Data records

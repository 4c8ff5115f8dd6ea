use crate::{
    api::{LeaveListResponse, Paginated},
    auth::auth::AuthUser,
    error::AppError,
    model::leave_request::{LeaveRequest, LeaveStatus, LeaveType, leave_days},
    model::status::StatusFlow,
    service::settings,
    utils::db_utils::{BindValues, Filters, PageParams},
};
use actix_web::{HttpResponse, Responder, web};
use chrono::NaiveDate;
use serde::Deserialize;
use serde_json::json;
use sqlx::MySqlPool;
use tracing::info;
use utoipa::{IntoParams, ToSchema};

const LEAVE_SELECT: &str = r#"
    SELECT id, employee_id, start_date, end_date, leave_type, status, reason, reviewed_by, created_at
    FROM leave_requests
"#;

#[derive(Deserialize, ToSchema)]
pub struct CreateLeave {
    #[schema(example = "2026-01-01", format = "date", value_type = String)]
    pub start_date: NaiveDate,
    #[schema(example = "2026-01-03", format = "date", value_type = String)]
    pub end_date: NaiveDate,
    #[schema(example = "sick")]
    pub leave_type: LeaveType,
    pub reason: Option<String>,
}

#[derive(Debug, Deserialize, IntoParams)]
pub struct LeaveFilter {
    /// Filter by employee ID
    pub employee_id: Option<u64>,
    /// Filter by leave status
    pub status: Option<String>,
    /// Pagination page number (start with 1)
    pub page: Option<u32>,
    pub per_page: Option<u32>,
}

async fn fetch_leave(pool: &MySqlPool, leave_id: u64) -> Result<LeaveRequest, AppError> {
    sqlx::query_as::<_, LeaveRequest>(&format!("{} WHERE id = ?", LEAVE_SELECT))
        .bind(leave_id)
        .fetch_optional(pool)
        .await?
        .ok_or_else(|| AppError::not_found("Leave request not found"))
}

/// Moves a pending request to `next`; the status guard in the UPDATE keeps a
/// concurrent review from being overwritten.
async fn transition(
    pool: &MySqlPool,
    leave: &LeaveRequest,
    next: LeaveStatus,
    reviewer: Option<u64>,
) -> Result<LeaveRequest, AppError> {
    LeaveStatus::ensure_transition(&leave.status, next)?;

    let result = sqlx::query(
        "UPDATE leave_requests SET status = ?, reviewed_by = COALESCE(?, reviewed_by) WHERE id = ? AND status = ?",
    )
    .bind(next.as_ref())
    .bind(reviewer)
    .bind(leave.id)
    .bind(&leave.status)
    .execute(pool)
    .await?;

    if result.rows_affected() == 0 {
        return Err(AppError::conflict("Leave request was changed by someone else"));
    }

    info!(leave_id = leave.id, status = %next, "Leave request updated");
    fetch_leave(pool, leave.id).await
}

/* =========================
Create leave request
========================= */
#[utoipa::path(
    post,
    path = "/api/leave",
    request_body(
        content = CreateLeave,
        description = "Leave request payload",
        content_type = "application/json"
    ),
    responses(
        (status = 201, description = "Leave request submitted", body = LeaveRequest),
        (status = 400, description = "Bad request"),
        (status = 403, description = "No employee profile")
    ),
    security(("bearer_auth" = [])),
    tag = "Leave"
)]
pub async fn create_leave(
    auth: AuthUser,
    pool: web::Data<MySqlPool>,
    payload: web::Json<CreateLeave>,
) -> actix_web::Result<impl Responder> {
    let employee_id = auth.own_employee_id()?;

    if payload.start_date > payload.end_date {
        return Err(AppError::bad_request("start_date cannot be after end_date").into());
    }

    let leave_id = sqlx::query(
        r#"
        INSERT INTO leave_requests (employee_id, start_date, end_date, leave_type, status, reason)
        VALUES (?, ?, ?, ?, ?, ?)
        "#,
    )
    .bind(employee_id)
    .bind(payload.start_date)
    .bind(payload.end_date)
    .bind(payload.leave_type.as_ref())
    .bind(LeaveStatus::Pending.as_ref())
    .bind(&payload.reason)
    .execute(pool.get_ref())
    .await
    .map_err(|e| {
        tracing::error!(error = %e, employee_id, "Failed to create leave request");
        AppError::from(e)
    })?
    .last_insert_id();

    info!(
        leave_id,
        employee_id,
        days = leave_days(payload.start_date, payload.end_date),
        "Leave request submitted"
    );
    let leave = fetch_leave(pool.get_ref(), leave_id).await?;
    Ok(HttpResponse::Created().json(leave))
}

/* =========================
Approve leave (HR/Admin)
========================= */
#[utoipa::path(
    put,
    path = "/api/leave/{leave_id}/approve",
    params(("leave_id" = u64, Path, description = "ID of the leave request to approve")),
    responses(
        (status = 200, description = "Leave approved", body = LeaveRequest),
        (status = 404, description = "Leave request not found"),
        (status = 422, description = "Leave request already processed")
    ),
    security(("bearer_auth" = [])),
    tag = "Leave"
)]
pub async fn approve_leave(
    auth: AuthUser,
    pool: web::Data<MySqlPool>,
    path: web::Path<u64>,
) -> actix_web::Result<impl Responder> {
    auth.require_hr_or_admin()?;

    let leave = fetch_leave(pool.get_ref(), path.into_inner()).await?;
    let leave = transition(pool.get_ref(), &leave, LeaveStatus::Approved, Some(auth.user_id)).await?;
    Ok(HttpResponse::Ok().json(leave))
}

/* =========================
Reject leave (HR/Admin)
========================= */
#[utoipa::path(
    put,
    path = "/api/leave/{leave_id}/reject",
    params(("leave_id" = u64, Path, description = "ID of the leave request to reject")),
    responses(
        (status = 200, description = "Leave rejected", body = LeaveRequest),
        (status = 404, description = "Leave request not found"),
        (status = 422, description = "Leave request already processed")
    ),
    security(("bearer_auth" = [])),
    tag = "Leave"
)]
pub async fn reject_leave(
    auth: AuthUser,
    pool: web::Data<MySqlPool>,
    path: web::Path<u64>,
) -> actix_web::Result<impl Responder> {
    auth.require_hr_or_admin()?;

    let leave = fetch_leave(pool.get_ref(), path.into_inner()).await?;
    let leave = transition(pool.get_ref(), &leave, LeaveStatus::Rejected, Some(auth.user_id)).await?;
    Ok(HttpResponse::Ok().json(leave))
}

/* =========================
Cancel own leave
========================= */
#[utoipa::path(
    put,
    path = "/api/leave/{leave_id}/cancel",
    params(("leave_id" = u64, Path, description = "ID of the leave request to cancel")),
    responses(
        (status = 200, description = "Leave cancelled", body = LeaveRequest),
        (status = 403, description = "Not the owner"),
        (status = 422, description = "Leave request already processed")
    ),
    security(("bearer_auth" = [])),
    tag = "Leave"
)]
pub async fn cancel_leave(
    auth: AuthUser,
    pool: web::Data<MySqlPool>,
    path: web::Path<u64>,
) -> actix_web::Result<impl Responder> {
    let leave = fetch_leave(pool.get_ref(), path.into_inner()).await?;
    if auth.employee_id != Some(leave.employee_id) {
        return Err(AppError::forbidden("Only the requester can cancel a leave request").into());
    }

    let leave = transition(pool.get_ref(), &leave, LeaveStatus::Cancelled, None).await?;
    Ok(HttpResponse::Ok().json(leave))
}

#[utoipa::path(
    get,
    path = "/api/leave/{leave_id}",
    params(("leave_id" = u64, Path, description = "ID of the leave request to fetch")),
    responses(
        (status = 200, description = "Leave request found", body = LeaveRequest),
        (status = 404, description = "Leave request not found", body = Object, example = json!({
            "message": "Leave request not found"
        }))
    ),
    security(("bearer_auth" = [])),
    tag = "Leave"
)]
pub async fn get_leave(
    auth: AuthUser,
    pool: web::Data<MySqlPool>,
    path: web::Path<u64>,
) -> actix_web::Result<impl Responder> {
    let leave = fetch_leave(pool.get_ref(), path.into_inner()).await?;
    auth.require_self_or_hr(leave.employee_id)?;

    Ok(HttpResponse::Ok().json(leave))
}

#[utoipa::path(
    get,
    path = "/api/leave",
    params(LeaveFilter),
    responses((status = 200, description = "Paginated leave list", body = LeaveListResponse)),
    security(("bearer_auth" = [])),
    tag = "Leave"
)]
pub async fn leave_list(
    auth: AuthUser,
    pool: web::Data<MySqlPool>,
    query: web::Query<LeaveFilter>,
) -> actix_web::Result<impl Responder> {
    let page = PageParams::new(query.page, query.per_page, settings::pagination_size(pool.get_ref()).await);

    let employee_id = if auth.is_hr_or_admin() {
        query.employee_id
    } else {
        Some(auth.own_employee_id()?)
    };

    let mut filters = Filters::new();
    filters.push_opt("employee_id = ?", employee_id);
    filters.push_opt("status = ?", query.status.as_deref());
    let where_clause = filters.where_clause();

    let total = sqlx::query_scalar::<_, i64>(&format!("SELECT COUNT(*) FROM leave_requests {}", where_clause))
        .bind_values(filters.values())
        .fetch_one(pool.get_ref())
        .await
        .map_err(AppError::from)?;

    let leaves = sqlx::query_as::<_, LeaveRequest>(&format!(
        "{} {} ORDER BY created_at DESC LIMIT ? OFFSET ?",
        LEAVE_SELECT, where_clause
    ))
    .bind_values(filters.values())
    .bind(page.per_page)
    .bind(page.offset())
    .fetch_all(pool.get_ref())
    .await
    .map_err(AppError::from)?;

    Ok(HttpResponse::Ok().json(Paginated::new(leaves, page, total)))
}

#[cfg(test)]
mod tests {
    use super::*;

    #[test]
    fn unknown_leave_type_is_rejected_at_parse_time() {
        let ok: Result<CreateLeave, _> = serde_json::from_value(json!({
            "start_date": "2026-01-01",
            "end_date": "2026-01-02",
            "leave_type": "emergency"
        }));
        assert!(ok.is_ok());

        let bad: Result<CreateLeave, _> = serde_json::from_value(json!({
            "start_date": "2026-01-01",
            "end_date": "2026-01-02",
            "leave_type": "sabbatical"
        }));
        assert!(bad.is_err());
    }
}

*What you will do:* Once the line containing "use serde::Deserialize;" has been written out, please stop; every line before it, back to the first line of the records above, should be given exactly.

*Your solution:*
repository 4c8ff5115f8dd6ea
use crate::{
    api::{LeaveListResponse, Paginated},
    auth::auth::AuthUser,
    error::AppError,
    model::leave_request::{LeaveRequest, LeaveStatus, LeaveType, leave_days},
    model::status::StatusFlow,
    service::settings,
    utils::db_utils::{BindValues, Filters, PageParams},
};
use actix_web::{HttpResponse, Responder, web};
use chrono::NaiveDate;
use serde::Deserialize;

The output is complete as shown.